**WHAT NEEDS TO BE DONE**
A complete, word-for-word restatement of the entries is needed.
*** Opening of DATA EXCERPTS ***
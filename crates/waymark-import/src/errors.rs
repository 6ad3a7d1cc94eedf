//! Import error types.
//!
//! Only failures that abort an import are errors. Problems confined to one
//! element or one referenced file are logged and the import continues.

use thiserror::Error;
use waymark_store::StoreError;

/// Errors that abort an import.
#[derive(Debug, Error)]
pub enum ImportError {
    /// Filesystem error reading the source.
    #[error("io error: {0}")]
    Io(#[from] std::io::Error),

    /// The zip archive could not be read.
    #[error("zip error: {0}")]
    Zip(#[from] zip::result::ZipError),

    /// Writing to the pack store failed.
    #[error("store error: {0}")]
    Store(#[from] StoreError),

    /// A document is not well-formed XML.
    #[error("xml error in {document}: {message}")]
    Xml {
        /// Document name inside the archive.
        document: String,
        /// Parser message, with position.
        message: String,
    },

    /// A trail data file could not be decoded.
    #[error("bad trail data {path}: {source}")]
    TrailData {
        /// Path of the binary inside the archive.
        path: String,
        /// What was wrong with it.
        source: TrailDataError,
    },

    /// The task was driven in a state that does not allow it.
    #[error("invalid import state: {0}")]
    InvalidState(String),
}

/// Problems with a binary trail file.
#[derive(Debug, Error, PartialEq, Eq)]
pub enum TrailDataError {
    /// Shorter than the 8-byte header.
    #[error("{len} bytes is shorter than the header")]
    TooShort {
        /// Buffer length.
        len: usize,
    },
    /// Header version other than 0.
    #[error("unsupported version {0}")]
    UnsupportedVersion(u32),
    /// The buffer ends inside a coordinate triple.
    #[error("{trailing} trailing bytes after the last full point")]
    PartialTriple {
        /// Bytes left over.
        trailing: usize,
    },
}

/// Result type for import operations.
pub type Result<T> = std::result::Result<T, ImportError>;

// ─────────────────────────────────────────────────────────────────────────────
// Tests
// ─────────────────────────────────────────────────────────────────────────────
//! # waymark-core
//!
//! Foundation types shared by every Waymark crate.
//!
//! - **Geometry**: [`Vec3`] world/map coordinates with squared-distance helpers
//! - **Property values**: [`PropValue`], the typed value stored in every property table
//! - **Keys**: [`CategoryKey`] and [`PrimitiveTag`] used to tag render primitives
//! - **Type ids**: dotted category path helpers ([`typeid`])
//! - **Behaviors**: GUID consumption codes, reset periods and ledger scopes
//! - **Logging**: `tracing` subscriber bootstrap and test capture

#![deny(unsafe_code)]

pub mod behavior;
pub mod geometry;
pub mod keys;
pub mod logging;
pub mod typeid;
pub mod value;

pub use behavior::{Behavior, ResetPeriod, ScopeKey};
pub use geometry::Vec3;
pub use keys::{CategoryKey, EntryId, PrimitiveTag};
pub use value::PropValue;
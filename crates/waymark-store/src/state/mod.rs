//! User-local state database.
//!
//! Holds what belongs to the user rather than to a pack: category visibility
//! overrides ([`OverrideRepo`]) and the GUID activation ledger
//! ([`ActivationLedger`]). Both repositories are stateless and take a
//! `&Connection`; [`StateStore`] owns the connection and runs migrations.

pub mod ledger;
pub mod migrations;
pub mod overrides;

use std::path::{Path, PathBuf};

use rusqlite::Connection;
use tracing::{info, instrument};

use crate::errors::Result;

pub use ledger::{ActivationLedger, ActivationRecord, day_boundary, week_boundary};
pub use overrides::{OverrideRepo, OverrideRow};

/// Owner of the state database connection.
pub struct StateStore {
    conn: Connection,
    path: Option<PathBuf>,
}

impl std::fmt::Debug for StateStore {
    fn fmt(&self, f: &mut std::fmt::Formatter<'_>) -> std::fmt::Result {
        f.debug_struct("StateStore")
            .field("path", &self.path)
            .finish_non_exhaustive()
    }
}

impl StateStore {
    /// Open (or create) the state database and apply migrations.
    #[instrument(skip_all, fields(path = %path.display()))]
    pub fn open(path: &Path) -> Result<Self> {
        if let Some(parent) = path.parent().filter(|p| !p.as_os_str().is_empty()) {
            std::fs::create_dir_all(parent)?;
        }
        let conn = Connection::open(path)?;
        conn.execute_batch("PRAGMA journal_mode = WAL;")?;
        let applied = migrations::run_migrations(&conn)?;
        info!(applied, "state database opened");
        Ok(Self {
            conn,
            path: Some(path.to_owned()),
        })
    }

    /// A fresh in-memory state database.
    pub fn in_memory() -> Result<Self> {
        let conn = Connection::open_in_memory()?;
        let _ = migrations::run_migrations(&conn)?;
        Ok(Self { conn, path: None })
    }

    /// The connection, for the repositories.
    pub fn conn(&self) -> &Connection {
        &self.conn
    }

    /// Database path, `None` when in memory.
    pub fn path(&self) -> Option<&Path> {
        self.path.as_deref()
    }
}

#[cfg(test)]
#[allow(unused_results)]
mod tests {
    use super::*;

    #[test]
    fn state_persists_across_reopen() {
        let dir = tempfile::tempdir().unwrap();
        let path = dir.path().join("nested").join("state.db");
        {
            let state = StateStore::open(&path).unwrap();
            OverrideRepo::set(state.conn(), "a.b", false).unwrap();
        }
        let state = StateStore::open(&path).unwrap();
        assert_eq!(OverrideRepo::get(state.conn(), "a.b").unwrap(), Some(false));
        assert_eq!(migrations::current_version(state.conn()).unwrap(), 1);
    }
}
*** Close of DATA EXCERPTS ***
**EXPECTED ANSWER**
filename crates/waymark-import/src/errors.rs
repository 6ad3a7d1cc94eedf
//! Import error types.
//!
//! Only failures that abort an import are errors. Problems confined to one
//! element or one referenced file are logged and the import continues.

use thiserror::Error;
use waymark_store::StoreError;

/// Errors that abort an import.
#[derive(Debug, Error)]
pub enum ImportError {
    /// Filesystem error reading the source.
    #[error("io error: {0}")]
    Io(#[from] std::io::Error),

    /// The zip archive could not be read.
    #[error("zip error: {0}")]
    Zip(#[from] zip::result::ZipError),

    /// Writing to the pack store failed.
    #[error("store error: {0}")]
    Store(#[from] StoreError),

    /// A document is not well-formed XML.
    #[error("xml error in {document}: {message}")]
    Xml {
        /// Document name inside the archive.
        document: String,
        /// Parser message, with position.
        message: String,
    },

    /// A trail data file could not be decoded.
    #[error("bad trail data {path}: {source}")]
    TrailData {
        /// Path of the binary inside the archive.
        path: String,
        /// What was wrong with it.
        source: TrailDataError,
    },

    /// The task was driven in a state that does not allow it.
    #[error("invalid import state: {0}")]
    InvalidState(String),
}

/// Problems with a binary trail file.
#[derive(Debug, Error, PartialEq, Eq)]
pub enum TrailDataError {
    /// Shorter than the 8-byte header.
    #[error("{len} bytes is shorter than the header")]
    TooShort {
        /// Buffer length.
        len: usize,
    },
    /// Header version other than 0.
    #[error("unsupported version {0}")]
    UnsupportedVersion(u32),
    /// The buffer ends inside a coordinate triple.
    #[error("{trailing} trailing bytes after the last full point")]
    PartialTriple {
        /// Bytes left over.
        trailing: usize,
    },
}

/// Result type for import operations.
pub type Result<T> = std::result::Result<T, ImportError>;

// ─────────────────────────────────────────────────────────────────────────────
// Tests
// ─────────────────────────────────────────────────────────────────────────────
//! # waymark-core
//!
//! Foundation types shared by every Waymark crate.
//!
//! - **Geometry**: [`Vec3`] world/map coordinates with squared-distance helpers
//! - **Property values**: [`PropValue`], the typed value stored in every property table
//! - **Keys**: [`CategoryKey`] and [`PrimitiveTag`] used to tag render primitives
//! - **Type ids**: dotted category path helpers ([`typeid`])
//! - **Behaviors**: GUID consumption codes, reset periods and ledger scopes
//! - **Logging**: `tracing` subscriber bootstrap and test capture

#![deny(unsafe_code)]

pub mod behavior;
pub mod geometry;
pub mod keys;
pub mod logging;
pub mod typeid;
pub mod value;

pub use behavior::{Behavior, ResetPeriod, ScopeKey};
pub use geometry::Vec3;
pub use keys::{CategoryKey, EntryId, PrimitiveTag};
pub use value::PropValue;
filename crates/waymark-store/src/state/mod.rs
//! User-local state database.
//!
//! Holds what belongs to the user rather than to a pack: category visibility
//! overrides ([`OverrideRepo`]) and the GUID activation ledger
//! ([`ActivationLedger`]). Both repositories are stateless and take a
//! `&Connection`; [`StateStore`] owns the connection and runs migrations.

pub mod ledger;
pub mod migrations;
pub mod overrides;

use std::path::{Path, PathBuf};

use rusqlite::Connection;
use tracing::{info, instrument};

use crate::errors::Result;

pub use ledger::{ActivationLedger, ActivationRecord, day_boundary, week_boundary};
pub use overrides::{OverrideRepo, OverrideRow};

/// Owner of the state database connection.
pub struct StateStore {
    conn: Connection,
    path: Option<PathBuf>,
}

impl std::fmt::Debug for StateStore {
    fn fmt(&self, f: &mut std::fmt::Formatter<'_>) -> std::fmt::Result {
        f.debug_struct("StateStore")
            .field("path", &self.path)
            .finish_non_exhaustive()
    }
}

impl StateStore {
    /// Open (or create) the state database and apply migrations.
    #[instrument(skip_all, fields(path = %path.display()))]
    pub fn open(path: &Path) -> Result<Self> {
        if let Some(parent) = path.parent().filter(|p| !p.as_os_str().is_empty()) {
            std::fs::create_dir_all(parent)?;
        }
        let conn = Connection::open(path)?;
        conn.execute_batch("PRAGMA journal_mode = WAL;")?;
        let applied = migrations::run_migrations(&conn)?;
        info!(applied, "state database opened");
        Ok(Self {
            conn,
            path: Some(path.to_owned()),
        })
    }

    /// A fresh in-memory state database.
    pub fn in_memory() -> Result<Self> {
        let conn = Connection::open_in_memory()?;
        let _ = migrations::run_migrations(&conn)?;
        Ok(Self { conn, path: None })
    }

    /// The connection, for the repositories.
    pub fn conn(&self) -> &Connection {
        &self.conn
    }

    /// Database path, `None` when in memory.
    pub fn path(&self) -> Option<&Path> {
        self.path.as_deref()
    }
}

#[cfg(test)]
#[allow(unused_results)]
mod tests {
    use super::*;

    #[test]
    fn state_persists_across_reopen() {
        let dir = tempfile::tempdir().unwrap();
        let path = dir.path().join("nested").join("state.db");
        {
            let state = StateStore::open(&path).unwrap();
            OverrideRepo::set(state.conn(), "a.b", false).unwrap();
        }
        let state = StateStore::open(&path).unwrap();
        assert_eq!(OverrideRepo::get(state.conn(), "a.b").unwrap(), Some(false));
        assert_eq!(migrations::current_version(state.conn()).unwrap(), 1);
    }
}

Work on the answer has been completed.